La plupart des ascensions débutent au lac Kari Lich, un plan d'eau paisible à 3,207 XNUMX mètres d'altitude. En été, le lac est accessible en voiture. Nombreux sont ceux qui s'y arrêtent pour se reposer et s'acclimater : marcher au bord de l'eau, respirer l'air frais et léger, et pourquoi pas grignoter un morceau au café voisin. Depuis le lac, des sentiers bifurquent vers les quatre sommets.

Le sommet sud est le plus accessible. Aucun équipement spécial n'est requis, et toute personne ayant une condition physique moyenne peut gravir les 5.5 kilomètres d'ascension. L'aller-retour dure de quatre à cinq heures. Mais le sentier n'est pas facile : il serpente à travers un sol rocailleux et des plateaux ouverts où soufflent les vents. Pourtant, la récompense est impressionnante : par temps clair, on peut apercevoir l'Ararat, le lac Sevan et la chaîne de Geghama.

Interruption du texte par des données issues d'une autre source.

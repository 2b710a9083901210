//! Round and goal counters

use std::fmt;
use serde::{ser::SerializeStruct, Serialize, Serializer};

/// Rounds completed before the goal counter advances
pub const ROUNDS_PER_GOAL: u8 = 4;
/// Cap on the goal counter
pub const GOAL_TOTAL: u8 = 12;

/// Completed rounds within the current goal cycle.
///
/// `current` stays below `ROUNDS_PER_GOAL`: reaching the total wraps back to 0
/// in the same call, so a full count is never stored.
#[derive(Debug, Clone, Copy, PartialEq, Eq, Default)]
pub struct RoundProgress {
    current: u8,
}

impl RoundProgress {
    /// Create round progress, rejecting values that would already have wrapped
    pub fn new(current: u8) -> Option<Self> {
        (current < ROUNDS_PER_GOAL).then_some(Self { current })
    }

    pub fn current(&self) -> u8 {
        self.current
    }

    pub fn total(&self) -> u8 {
        ROUNDS_PER_GOAL
    }

    /// Record a completed round. Returns `true` when the counter wrapped to 0.
    pub fn advance(&mut self) -> bool {
        let next = self.current + 1;
        if next >= ROUNDS_PER_GOAL {
            self.current = 0;
            true
        } else {
            self.current = next;
            false
        }
    }
}

/// Completed goals, saturating at `GOAL_TOTAL`
#[derive(Debug, Clone, Copy, PartialEq, Eq, Default)]
pub struct GoalProgress {
    current: u8,
}

impl GoalProgress {
    /// Create goal progress, rejecting values above the cap
    pub fn new(current: u8) -> Option<Self> {
        (current <= GOAL_TOTAL).then_some(Self { current })
    }

    pub fn current(&self) -> u8 {
        self.current
    }

    pub fn total(&self) -> u8 {
        GOAL_TOTAL
    }

    pub fn is_complete(&self) -> bool {
        self.current == GOAL_TOTAL
    }

    /// Count one more goal. Returns `false` if the cap was already reached.
    pub fn advance(&mut self) -> bool {
        if self.is_complete() {
            return false;
        }
        self.current += 1;
        true
    }
}

fn serialize_progress<S: Serializer>(
    serializer: S,
    name: &'static str,
    current: u8,
    total: u8,
) -> Result<S::Ok, S::Error> {
    let mut state = serializer.serialize_struct(name, 2)?;
    state.serialize_field("current", &current)?;
    state.serialize_field("total", &total)?;
    state.end()
}

impl Serialize for RoundProgress {
    fn serialize<S: Serializer>(&self, serializer: S) -> Result<S::Ok, S::Error> {
        serialize_progress(serializer, "RoundProgress", self.current, self.total())
    }
}

impl Serialize for GoalProgress {
    fn serialize<S: Serializer>(&self, serializer: S) -> Result<S::Ok, S::Error> {
        serialize_progress(serializer, "GoalProgress", self.current, self.total())
    }
}

impl fmt::Display for RoundProgress {
    fn fmt(&self, f: &mut fmt::Formatter<'_>) -> fmt::Result {
        write!(f, "{}/{}", self.current, self.total())
    }
}

impl fmt::Display for GoalProgress {
    fn fmt(&self, f: &mut fmt::Formatter<'_>) -> fmt::Result {
        write!(f, "{}/{}", self.current, self.total())
    }
}
//! Terminal front end: stdin commands in, rendered snapshots out

use std::{
    io::{self, BufRead},
    sync::Arc,
    thread,
};
use tokio::sync::mpsc;
use tracing::{debug, error, info, warn};

use crate::{
    config::Config,
    state::{AppState, Snapshot},
};

/// A user command read from stdin
#[derive(Debug, Clone, Copy, PartialEq, Eq)]
pub enum Command {
    Toggle,
    Reset,
    Status,
    Quit,
}

impl Command {
    /// Parse one input line. An empty line toggles.
    pub fn parse(line: &str) -> Option<Self> {
        match line.trim().to_lowercase().as_str() {
            "" | "t" | "toggle" | "space" => Some(Command::Toggle),
            "r" | "reset" => Some(Command::Reset),
            "s" | "status" => Some(Command::Status),
            "q" | "quit" | "exit" => Some(Command::Quit),
            _ => None,
        }
    }
}

/// Format a snapshot as one output line
pub fn render_line(snapshot: &Snapshot, json: bool) -> String {
    if json {
        return serde_json::to_string(snapshot)
            .unwrap_or_else(|e| format!("{{\"error\":\"{}\"}}", e));
    }

    format!(
        "{} [{}] round {} goal {}",
        snapshot.countdown,
        if snapshot.running { "running" } else { "paused" },
        snapshot.round,
        snapshot.goal,
    )
}

/// Read stdin lines on a detached thread.
///
/// A blocking read must not live on the runtime's blocking pool, or runtime
/// shutdown would wait for the next line.
pub fn spawn_stdin_reader() -> io::Result<mpsc::Receiver<String>> {
    let (line_tx, line_rx) = mpsc::channel(16);

    thread::Builder::new()
        .name("stdin-reader".to_string())
        .spawn(move || {
            for line in io::stdin().lock().lines() {
                let line = match line {
                    Ok(line) => line,
                    Err(e) => {
                        error!("Failed to read stdin: {}", e);
                        break;
                    }
                };
                if line_tx.blocking_send(line).is_err() {
                    break;
                }
            }
            debug!("stdin closed");
        })?;

    Ok(line_rx)
}

/// Read commands from stdin until quit or end of input
pub async fn input_task(state: Arc<AppState>, config: Config) {
    info!("Press Enter to start/pause, 'r' to reset, 's' for status, 'q' to quit");

    match spawn_stdin_reader() {
        Ok(lines) => handle_lines(&state, &config, lines).await,
        Err(e) => error!("Failed to start stdin reader: {}", e),
    }
}

/// Apply command lines until quit or the sender goes away
pub async fn handle_lines(state: &AppState, config: &Config, mut lines: mpsc::Receiver<String>) {
    while let Some(line) = lines.recv().await {
        let Some(command) = Command::parse(&line) else {
            warn!("Unknown command: {:?}", line.trim());
            continue;
        };

        let result = match command {
            Command::Toggle => state.toggle_run().map(|_| ()),
            Command::Reset => state.reset().map(|_| ()),
            Command::Status => print_status(state, config.json),
            Command::Quit => break,
        };

        if let Err(e) = result {
            error!("Failed to handle {:?}: {}", command, e);
        }
    }
}

fn print_status(state: &AppState, json: bool) -> Result<(), String> {
    let report = state.status_report()?;

    if json {
        let line = serde_json::to_string(&report)
            .map_err(|e| format!("Failed to encode status: {}", e))?;
        println!("{}", line);
    } else {
        println!(
            "{} ({:?}), up {}, last action: {}",
            render_line(&report.snapshot, false),
            report.phase,
            report.uptime,
            report.last_action.as_deref().unwrap_or("none"),
        );
    }
    Ok(())
}

/// Print every snapshot change. With `quiet`, plain ticks are skipped.
pub async fn render_task(state: Arc<AppState>, config: Config) {
    let mut snapshot_rx = state.subscribe_snapshots();
    let mut last = *snapshot_rx.borrow_and_update();
    println!("{}", render_line(&last, config.json));

    while snapshot_rx.changed().await.is_ok() {
        let snapshot = *snapshot_rx.borrow_and_update();
        if config.quiet && !is_notable(&last, &snapshot) {
            last = snapshot;
            continue;
        }
        println!("{}", render_line(&snapshot, config.json));
        last = snapshot;
    }
}

/// Anything other than the countdown moving
fn is_notable(previous: &Snapshot, current: &Snapshot) -> bool {
    previous.running != current.running
        || previous.round != current.round
        || previous.goal != current.goal
}
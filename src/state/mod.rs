//! State management module
//!
//! This module contains the timer engine, its value types and the shared
//! state that funnels all mutation through one lock.

pub mod countdown;
pub mod progress;
pub mod engine;
pub mod app_state;

// Re-export main types
pub use countdown::{Countdown, DEFAULT_MINUTES};
pub use progress::{GoalProgress, RoundProgress, GOAL_TOTAL, ROUNDS_PER_GOAL};
pub use engine::{Phase, Rollover, Snapshot, TickOutcome, TimerEngine};
pub use app_state::{AppState, RunCause, RunChange, StatusReport};
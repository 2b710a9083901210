//! Background tasks module
//!
//! This module contains the tick source and the terminal front end that run
//! alongside each other against the shared state.

pub mod ticker;
pub mod console;

// Re-export main functions
pub use ticker::ticker_task;
pub use console::{input_task, render_task};
use futures::stream::Stream;
use futures::FutureExt;
use std::panic::AssertUnwindSafe;
use std::path::PathBuf;
use std::sync::Arc;
use tracing::{info, warn};

use super::archive::TranscriptArchive;
use super::config::SummaryConfig;
use super::error::SummaryError;
use super::events::{RunStage, SummaryEvent};
use super::orchestrator::SummarizationOrchestrator;
use super::progress::{event_stream, ProgressReporter, SummaryOutcome};
use super::prompt::PromptTemplate;
use crate::generation::GenerationBackend;
use crate::retrieval::TranscriptSource;
use crate::transcript::{ChunkConfig, Chunker};

/// One caller request
#[derive(Debug, Clone)]
pub struct SummaryRequest {
    /// Video URL or id handed to the transcript source
    pub source: String,
    pub model: String,
    pub language: String,
    /// Replaces the configured base prompt when set
    pub prompt_template: Option<String>,
}

/// Download → chunk → summarize → archive, reported as a stream of events
#[derive(Clone)]
pub struct SummaryPipeline {
    source: Arc<dyn TranscriptSource>,
    orchestrator: Arc<SummarizationOrchestrator>,
    archive: TranscriptArchive,
    config: SummaryConfig,
}

impl SummaryPipeline {
    pub fn new(
        source: Arc<dyn TranscriptSource>,
        backend: Arc<dyn GenerationBackend>,
        archive: TranscriptArchive,
        config: SummaryConfig,
    ) -> Self {
        let orchestrator = Arc::new(SummarizationOrchestrator::new(
            backend,
            config.generation_timeout,
        ));

        Self {
            source,
            orchestrator,
            archive,
            config,
        }
    }

    pub fn archive(&self) -> &TranscriptArchive {
        &self.archive
    }

    /// Start a run on its own task and return its events as they happen
    pub fn spawn(&self, request: SummaryRequest) -> impl Stream<Item = SummaryEvent> + Send + 'static {
        let (reporter, rx) = ProgressReporter::channel(self.config.event_buffer);
        let pipeline = self.clone();

        tokio::spawn(async move {
            pipeline.run(request, reporter).await;
        });

        event_stream(rx)
    }

    /// Execute a run to completion, ending with exactly one terminal event
    pub async fn run(&self, request: SummaryRequest, mut reporter: ProgressReporter) {
        let mut working = None;
        let outcome = AssertUnwindSafe(self.execute(&request, &mut reporter, &mut working))
            .catch_unwind()
            .await
            .unwrap_or_else(|panic| Err(SummaryError::Internal(panic_message(&*panic))));

        // Failed runs leave the downloaded file behind
        if let (Err(_), Some(path)) = (&outcome, working) {
            if let Err(e) = tokio::fs::remove_file(&path).await {
                warn!("Failed to remove working transcript {:?}: {}", path, e);
            }
        }

        reporter.finish(outcome).await;
    }

    /// `working` holds the downloaded file until it has been archived
    async fn execute(
        &self,
        request: &SummaryRequest,
        reporter: &mut ProgressReporter,
        working: &mut Option<PathBuf>,
    ) -> Result<SummaryOutcome, SummaryError> {
        let template = PromptTemplate::parse(
            request
                .prompt_template
                .as_deref()
                .unwrap_or(&self.config.base_prompt),
        )?;

        info!("Summarizing {} ({}, {})", request.source, request.language, request.model);

        reporter.stage(RunStage::Downloading).await?;
        let transcript = self.source.fetch(&request.source, &request.language).await?;
        *working = Some(transcript.path.clone());
        reporter.stage(RunStage::Downloaded).await?;

        let chunk_config = ChunkConfig {
            chunk_duration: self.config.chunk_duration,
        };
        let document = Chunker::chunk(chunk_config, &transcript.content);
        reporter.stage(RunStage::Chunking).await?;

        let combined = self
            .orchestrator
            .summarize(&document, &request.model, &template, reporter)
            .await?;

        reporter.stage(RunStage::Finalizing).await?;
        let archived = self
            .archive
            .archive(&transcript.path)
            .await
            .map_err(SummaryError::Archive)?;
        *working = None;
        let summary = if combined.is_empty() {
            String::new()
        } else {
            markdown::to_html(&combined)
        };
        reporter.stage(RunStage::Done).await?;

        Ok(SummaryOutcome {
            summary,
            transcript_link: archived.link(),
        })
    }
}

fn panic_message(panic: &(dyn std::any::Any + Send)) -> String {
    panic
        .downcast_ref::<&str>()
        .map(|s| s.to_string())
        .or_else(|| panic.downcast_ref::<String>().cloned())
        .unwrap_or_else(|| "summarization task panicked".to_string())
}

Si vous vous sentez en forme, continuez du sommet sud jusqu'au sommet ouest. Cela ajoute trois à quatre heures supplémentaires. Vous longerez le bord de la caldeira, puis entamerez une montée plus raide sur des éboulis et des pierres mouvantes. L'ascension est plus ardue, mais les vues en valent la peine : le lac Arpi, la plaine de Shirak, et même les crêtes lointaines près de la frontière géorgienne.

Les deux sommets sont accessibles sans guide. Les sentiers sont visibles et les itinéraires sont disponibles sur les applications GPS. Mais si vous ne connaissez pas bien le terrain, il est préférable de partir accompagné d'un local. Un guide connaît les conditions météorologiques, peut adapter le programme si nécessaire et vous aider en cas de problème.

Les sommets Est et Nord sont réservés aux randonneurs expérimentés. Ils se situent à environ 15 kilomètres du lac Kari Lich (aller simple) et l'ascension dure au moins deux jours. Ce sont de véritables randonnées en montagne, où l'endurance et un équipement adapté sont essentiels.

Quel que soit l'itinéraire que vous empruntez, soyez prêt à affronter des changements soudains. Le temps change rapidement dans les hautes terres. Le brouillard peut s'installer, les températures chutent, le vent se lève et la pluie peut tomber sans prévenir. Emportez une veste, un imperméable, une bouteille thermos de thé, de l'eau, de la nourriture, de la crème solaire, des lunettes de soleil et un chapeau. Même sous les nuages, le soleil peut brûler.

Comment se rendre au mont Aragats et à ses environs

Il n'existe pas de transport public direct pour se rendre au mont Aragats. La seule option est de prendre un bus depuis la gare routière centrale d'Erevan, dans le district de Kilikia, jusqu'au village de Byurakan, le village le plus proche de la montagne.

Pour les randonneurs, une option est le trek de Byurakan à la forteresse d'Amberd. L'itinéraire s'étend sur environ 15 kilomètres aller simple et dure environ 6 à 7 heures aller-retour. Cependant, ce sentier ne mène pas au lac Kari, et encore moins aux sommets. La distance est trop longue et la route grimpe abruptement vers des terrains plus élevés.